15 February 2021

A laser developed by Science and Technology Facilities Council (STFC) scientists at the UK’s Central Laser Facility has set a new world record at the HiLASE Centre in Prague.

The new record for the output of a high power, high repetition rate laser was set in a recent test when the DiPOLE 100 system, delivered by the Central Laser Facility (CLF) team to the HiLASE Centre in 2016, was operated for an hour at 10 pulses per second with a pulse energy in excess of 145 J, an increase of nearly 50 percent more than the system’s original specification.

By delivering this powerful pulse using the tried and tested DiPOLE system, scientists have shown that the technology will help experiments achieve better data, detecting weak signals against background noise. This will be crucial for facilities like CLF’s new Extreme Photonics Applications Centre, intended to image materials and complex working structures at ultra-high contrast.

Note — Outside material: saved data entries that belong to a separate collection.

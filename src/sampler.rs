use rand::Rng;

use crate::action::Action;

/// Pick one action by inverse-CDF sampling over the candidate weights, in
/// the order given. A Fold with nothing to call comes back as Check.
pub fn sample_action<R: Rng>(candidates: &[(Action, f64)], call_cost: f64, rng: &mut R) -> Action {
    let chosen = draw(candidates, rng.gen::<f64>());
    if chosen == Action::Fold && call_cost <= 0.0 {
        Action::Check
    } else {
        chosen
    }
}

/// Inverse-CDF lookup for a uniform draw `u` in [0, 1).
pub fn draw(candidates: &[(Action, f64)], u: f64) -> Action {
    let Some(&(first, _)) = candidates.first() else {
        return Action::Check;
    };

    let total: f64 = candidates.iter().map(|(_, w)| w.max(0.0)).sum();
    if total <= 0.0 || !total.is_finite() {
        return first;
    }

    let mut cumulative = 0.0;
    for &(action, weight) in candidates {
        if weight <= 0.0 {
            continue;
        }
        cumulative += weight / total;
        if cumulative >= u {
            return action;
        }
    }

    // Rounding left the last cumulative just under u.
    candidates
        .iter()
        .rev()
        .find(|(_, w)| *w > 0.0)
        .map(|(a, _)| *a)
        .unwrap_or(first)
}

#[cfg(test)]
mod tests {
    use super::*;

    #[test]
    fn test_draw_boundaries() {
        let c = vec![(Action::Raise, 0.5), (Action::Call, 0.5)];
        assert_eq!(draw(&c, 0.0), Action::Raise);
        assert_eq!(draw(&c, 0.5), Action::Raise);
        assert_eq!(draw(&c, 0.51), Action::Call);
        assert_eq!(draw(&c, 0.999_999), Action::Call);
    }

    #[test]
    fn test_draw_zero_weights_returns_first() {
        let c = vec![(Action::Call, 0.0), (Action::Fold, 0.0)];
        assert_eq!(draw(&c, 0.7), Action::Call);
    }

    #[test]
    fn test_draw_skips_zero_weight_head() {
        let c = vec![(Action::Fold, 0.0), (Action::Call, 1.0)];
        assert_eq!(draw(&c, 0.0), Action::Call);
        assert_eq!(draw(&c, 0.3), Action::Call);
    }
}
use std::cmp::Ordering;
use std::collections::BTreeSet;
use std::fmt;

use itertools::Itertools;

use crate::cards::Card;
use crate::error::{AgentError, AgentResult};

#[derive(Debug, Clone, Copy, PartialEq, Eq, PartialOrd, Ord, Hash)]
pub enum HandCategory {
    HighCard = 0,
    OnePair = 1,
    TwoPair = 2,
    ThreeOfAKind = 3,
    Straight = 4,
    Flush = 5,
    FullHouse = 6,
    FourOfAKind = 7,
    StraightFlush = 8,
    RoyalFlush = 9,
}

impl HandCategory {
    /// Strongest category; the denominator of the river equity proxy.
    pub const MAX: HandCategory = HandCategory::RoyalFlush;

    pub fn ordinal(self) -> u8 {
        self as u8
    }
}

impl fmt::Display for HandCategory {
    fn fmt(&self, f: &mut fmt::Formatter<'_>) -> fmt::Result {
        match self {
            HandCategory::HighCard => write!(f, "High Card"),
            HandCategory::OnePair => write!(f, "One Pair"),
            HandCategory::TwoPair => write!(f, "Two Pair"),
            HandCategory::ThreeOfAKind => write!(f, "Three of a Kind"),
            HandCategory::Straight => write!(f, "Straight"),
            HandCategory::Flush => write!(f, "Flush"),
            HandCategory::FullHouse => write!(f, "Full House"),
            HandCategory::FourOfAKind => write!(f, "Four of a Kind"),
            HandCategory::StraightFlush => write!(f, "Straight Flush"),
            HandCategory::RoyalFlush => write!(f, "Royal Flush"),
        }
    }
}

/// Best five-card hand found in a card set. The decision core only reads
/// `category`; `kickers` break ties between equal categories.
#[derive(Debug, Clone)]
pub struct HandResult {
    pub category: HandCategory,
    pub kickers: Vec<u8>,
    pub cards: Vec<Card>,
}

impl HandResult {
    pub fn new(category: HandCategory, kickers: Vec<u8>, cards: Vec<Card>) -> Self {
        HandResult {
            category,
            kickers,
            cards,
        }
    }

    /// A result carrying only a category, for callers that rank hands elsewhere.
    pub fn from_category(category: HandCategory) -> Self {
        HandResult::new(category, Vec::new(), Vec::new())
    }
}

impl fmt::Display for HandResult {
    fn fmt(&self, f: &mut fmt::Formatter<'_>) -> fmt::Result {
        write!(f, "{}", self.category)
    }
}

impl PartialEq for HandResult {
    fn eq(&self, other: &Self) -> bool {
        self.category == other.category && self.kickers == other.kickers
    }
}

impl Eq for HandResult {}

impl PartialOrd for HandResult {
    fn partial_cmp(&self, other: &Self) -> Option<Ordering> {
        Some(self.cmp(other))
    }
}

impl Ord for HandResult {
    fn cmp(&self, other: &Self) -> Ordering {
        self.category
            .cmp(&other.category)
            .then_with(|| self.kickers.cmp(&other.kickers))
    }
}

/// Ranks a 5-7 card combination. The engine takes one of these so the
/// orchestrator can plug in a faster lookup evaluator.
pub trait HandEvaluator: Send + Sync {
    fn evaluate(&self, cards: &[Card]) -> AgentResult<HandResult>;
}

/// Best-five-of-N evaluator over every 5-card combination.
#[derive(Debug, Clone, Copy, Default)]
pub struct StandardEvaluator;

impl HandEvaluator for StandardEvaluator {
    fn evaluate(&self, cards: &[Card]) -> AgentResult<HandResult> {
        evaluate_cards(cards)
    }
}

fn is_flush(cards: &[Card]) -> bool {
    cards.windows(2).all(|w| w[0].suit == w[1].suit)
}

fn straight_high(values: &[u8]) -> Option<u8> {
    let unique: Vec<u8> = values
        .iter()
        .copied()
        .collect::<BTreeSet<u8>>()
        .into_iter()
        .rev()
        .collect();

    if unique.len() != 5 {
        return None;
    }
    if unique[0] - unique[4] == 4 {
        return Some(unique[0]);
    }
    // Wheel: A-2-3-4-5
    if unique == [14, 5, 4, 3, 2] {
        return Some(5);
    }
    None
}

fn evaluate_five(cards: &[Card]) -> HandResult {
    let mut values: Vec<u8> = cards.iter().map(|c| c.value()).collect();
    values.sort_unstable_by(|a, b| b.cmp(a));

    let flush = is_flush(cards);
    let straight = straight_high(&values);

    if flush {
        if let Some(high) = straight {
            let category = if high == 14 {
                HandCategory::RoyalFlush
            } else {
                HandCategory::StraightFlush
            };
            return HandResult::new(category, vec![high], cards.to_vec());
        }
    }

    let mut counts = [0u8; 15];
    for &v in &values {
        counts[v as usize] += 1;
    }

    // (count, value) sorted by count desc, then value desc
    let mut freq: Vec<(u8, u8)> = (2..=14u8)
        .rev()
        .filter(|&v| counts[v as usize] > 0)
        .map(|v| (counts[v as usize], v))
        .collect();
    freq.sort_by(|a, b| b.0.cmp(&a.0).then(b.1.cmp(&a.1)));

    let kickers_without = |skip: &[u8]| -> Vec<u8> {
        values.iter().copied().filter(|v| !skip.contains(v)).collect()
    };

    if freq[0].0 == 4 {
        let quad = freq[0].1;
        let mut kickers = vec![quad];
        kickers.extend(kickers_without(&[quad]));
        return HandResult::new(HandCategory::FourOfAKind, kickers, cards.to_vec());
    }

    if freq[0].0 == 3 && freq.len() > 1 && freq[1].0 == 2 {
        return HandResult::new(
            HandCategory::FullHouse,
            vec![freq[0].1, freq[1].1],
            cards.to_vec(),
        );
    }

    if flush {
        return HandResult::new(HandCategory::Flush, values.clone(), cards.to_vec());
    }

    if let Some(high) = straight {
        return HandResult::new(HandCategory::Straight, vec![high], cards.to_vec());
    }

    if freq[0].0 == 3 {
        let trips = freq[0].1;
        let mut kickers = vec![trips];
        kickers.extend(kickers_without(&[trips]));
        return HandResult::new(HandCategory::ThreeOfAKind, kickers, cards.to_vec());
    }

    let pairs: Vec<u8> = freq.iter().filter(|(n, _)| *n == 2).map(|(_, v)| *v).collect();

    if pairs.len() == 2 {
        let mut kickers = pairs.clone();
        kickers.extend(kickers_without(&pairs));
        return HandResult::new(HandCategory::TwoPair, kickers, cards.to_vec());
    }

    if pairs.len() == 1 {
        let mut kickers = vec![pairs[0]];
        kickers.extend(kickers_without(&pairs));
        return HandResult::new(HandCategory::OnePair, kickers, cards.to_vec());
    }

    HandResult::new(HandCategory::HighCard, values, cards.to_vec())
}

/// Evaluate the best five-card hand out of 5 or more cards.
pub fn evaluate_cards(cards: &[Card]) -> AgentResult<HandResult> {
    if cards.len() < 5 {
        return Err(AgentError::NotEnoughCards {
            need: 5,
            got: cards.len(),
        });
    }

    cards
        .iter()
        .copied()
        .combinations(5)
        .map(|five| evaluate_five(&five))
        .max()
        .ok_or(AgentError::NotEnoughCards {
            need: 5,
            got: cards.len(),
        })
}

pub fn evaluate_hand(hole_cards: &[Card], board: &[Card]) -> AgentResult<HandResult> {
    let mut all_cards: Vec<Card> = Vec::with_capacity(hole_cards.len() + board.len());
    all_cards.extend_from_slice(hole_cards);
    all_cards.extend_from_slice(board);
    evaluate_cards(&all_cards)
}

This development is a really important step along the road of industrialising DiPOLE technology as it represents both a performance increase and also offers a route for a reduction in the future scale and cost of the technology.

This record was set as part of the continuing collaboration between HiLASE and CLF scientists.  The project is jointly funded by the H2020 “Widespread Teaming” programme and the Ministry of Science of the Czech Republic.

The DiPOLE 100 laser in Prague, named BIVOJ after a Czech folk hero, is now a major component of the HiLASE facility.  It is used by an international community of scientists and engineers for industrial and academic research including studies of advanced materials, laser processing and optical component development and testing.

The DiPOLE laser during recommissioning at HiLASE
Image credit: STFC

DiPOLE is an advanced laser architecture that incorporates diode laser pumping and cryogenic cooling to deliver high energy pulses at 10 pulses per second (10 Hz) with high wall plug efficiency that approaches 20 percent.  The system bridges the gap between single shot, “proof of principle” demonstrations and “real world applications” that require high repetition rate and high energy efficiency.

Professor John Collier, Director of the STFC’s Central Laser Facility said:

“I am delighted by the latest results from the HiLASE facility.  This is achievement is extremely important in our joint development of DiPOLE high power high repetition rate laser technology.  It is significant both for HiLASE itself and also for future deployments of DiPOLE.  These include the laser that STFC has supplied to the European XFEL and our own Extreme Photonics Applications Centre, a new facility under construction at STFC’s Rutherford Appleton Laboratory, that will use DiPOLE technology as a pump source.“

The energy increase was made possible using new optical materials and coatings, developed as part of the “Widespread Teaming” programme, to enhance the performance of critical components used in the laser. The team of scientists worked with the optical industry in both the UK and the Czech Republic, including Crytur in Turnov and MPO in the UK to raise the laser-induced damage threshold of optical elements.

Dr. Tomáš Mocek, Head of the HiLASE Centre, welcomed the technological breakthrough:

"Achieving 145 J at 10 Hz is a major milestone, firmly establishing diode-pumped power lasers at the forefront, significantly beyond the more traditional flash-lamp pumped systems.  We now have a substantial technological lead.  It opens up the pathway to new applications for materials processing, surface treatment and fundamental research into the interaction of high-power laser radiation with matter."

Increased pulse energy is just one element of the Widespread Teaming partnership. It also aims to increase the pulse repetition rate by a factor of 10 along with other improvements. In the future, scientists hope these improvements will enable real world applications for super-high power lasers that have been impossible until now, such as penetrative imaging through dense or complex objects.

The Central Laser Facility:

The UK’s Central Laser Facility (CLF) is based at the STFC’s Rutherford Appleton Laboratory at Harwell.  It is a world leading laser facility, providing scientists from the UK, Europe and beyond with an unparalleled range of state of the art technology.  CLF is a partnership between its staff its community of users who perform a broad range of experiments in physics, chemistry, and biology and the life sciences.

The HiLASE Centre:

The HiLASE Centre is a scientific research centre of the Institute of Physics of the Czech Academy of Sciences. The research programme of the Institute addresses five branches of physics: particle physics, the physics of condensed matter, solid state physics, optics and plasma physics.